Try it ▸
Your job is to report every line of the entries that has "through".

Supplied entries ▸

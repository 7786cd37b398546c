//! C2 — Block Read Cache.
//!
//! A read-through, write-invalidate cache keyed by page id, layered above
//! any [`storage::PagedFile`] (a disk file, an in-memory file, or another
//! cache). Two tiers: a primary LRU tier (the spec's "LIRS/LRU-style"
//! requirement — approximated here with a plain LRU, since a full LIRS
//! implementation needs inter-reference-recency bookkeeping this crate has
//! no use for beyond the eviction order) and a bounded secondary tier that
//! holds whatever the primary evicts until it too fills up or is
//! explicitly purged (spec §9's `CacheSecondLevel` redesign note: an
//! explicit, bounded two-tier cache rather than a soft/weak-reference
//! wrapper).

#[cfg(test)]
mod tests;

use std::collections::VecDeque;
use std::num::NonZeroUsize;

use common::{DbResult, PageId};
use lru::LruCache;
use storage::{PagedFile, PAGE_SIZE};

/// Aligned block size the cache keys on. Spec §3 fixes this at 4 KiB, equal
/// to `PAGE_SIZE` — every cached unit is exactly one page.
pub const CACHE_BLOCK_SIZE: usize = PAGE_SIZE;

/// Read-through cache in front of a [`PagedFile`]. Implements `PagedFile`
/// itself so it composes transparently wherever a bare file would go
/// (in particular, as the channel a `storage::PageStore` is built over).
pub struct BlockCache<F: PagedFile> {
    inner: F,
    primary: LruCache<PageId, Vec<u8>>,
    secondary: VecDeque<(PageId, Vec<u8>)>,
    secondary_capacity: usize,
}

impl<F: PagedFile> BlockCache<F> {
    /// `capacity_bytes` is the primary tier's resident budget (spec default
    /// 1 MiB ⇒ 256 blocks); the secondary tier is sized the same.
    pub fn new(inner: F, capacity_bytes: usize) -> Self {
        let capacity_blocks = (capacity_bytes / CACHE_BLOCK_SIZE).max(1);
        Self {
            inner,
            primary: LruCache::new(NonZeroUsize::new(capacity_blocks).unwrap()),
            secondary: VecDeque::with_capacity(capacity_blocks),
            secondary_capacity: capacity_blocks,
        }
    }

    fn promote_from_secondary(&mut self, id: PageId) -> Option<Vec<u8>> {
        let idx = self.secondary.iter().position(|(pid, _)| *pid == id)?;
        let (_, data) = self.secondary.remove(idx)?;
        self.insert_primary(id, data.clone());
        Some(data)
    }

    fn insert_primary(&mut self, id: PageId, data: Vec<u8>) {
        if let Some((evicted_id, evicted_data)) = self.primary.push(id, data) {
            if evicted_id != id {
                self.push_secondary(evicted_id, evicted_data);
            }
        }
    }

    fn push_secondary(&mut self, id: PageId, data: Vec<u8>) {
        if self.secondary.len() >= self.secondary_capacity {
            let (dropped, _) = self.secondary.pop_front().expect("capacity > 0");
            log::trace!("page {} dropped from secondary cache tier", dropped.0);
        }
        self.secondary.push_back((id, data));
    }

    /// Evict every cached copy of `id` from both tiers. Spec §4.2: cache
    /// invalidation strictly precedes the write that caused it.
    fn invalidate(&mut self, id: PageId) {
        self.primary.pop(&id);
        self.secondary.retain(|(pid, _)| *pid != id);
    }

    pub fn primary_len(&self) -> usize {
        self.primary.len()
    }

    pub fn secondary_len(&self) -> usize {
        self.secondary.len()
    }

    pub fn is_cached(&self, id: PageId) -> bool {
        self.primary.contains(&id) || self.secondary.iter().any(|(pid, _)| *pid == id)
    }
}

impl<F: PagedFile> PagedFile for BlockCache<F> {
    fn read(&mut self, page_id: PageId, out: &mut [u8]) -> DbResult<()> {
        if let Some(data) = self.primary.get(&page_id) {
            out.copy_from_slice(data);
            return Ok(());
        }
        if let Some(data) = self.promote_from_secondary(page_id) {
            out.copy_from_slice(&data);
            return Ok(());
        }
        self.inner.read(page_id, out)?;
        self.insert_primary(page_id, out.to_vec());
        Ok(())
    }

    fn write(&mut self, page_id: PageId, buf: &[u8]) -> DbResult<()> {
        // Evict-then-write: a reader that misses the cache after this call
        // always observes the post-write file contents (spec §5).
        self.invalidate(page_id);
        self.inner.write(page_id, buf)
    }

    fn allocate(&mut self) -> DbResult<PageId> {
        self.inner.allocate()
    }

    fn free(&mut self, page_id: PageId) -> DbResult<()> {
        self.invalidate(page_id);
        self.inner.free(page_id)
    }

    fn truncate(&mut self, num_pages: u32) -> DbResult<()> {
        // Spec §4.2: a truncate clears the cache entirely rather than only
        // the blocks it directly touches.
        self.primary.clear();
        self.secondary.clear();
        self.inner.truncate(num_pages)
    }

    fn sync(&mut self) -> DbResult<()> {
        self.inner.sync()
    }

    fn length(&self) -> DbResult<u32> {
        self.inner.length()
    }
}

Solution for this task ▸
//! A read-through, write-invalidate cache keyed by page id, layered above
/// Read-through cache in front of a [`PagedFile`]. Implements `PagedFile`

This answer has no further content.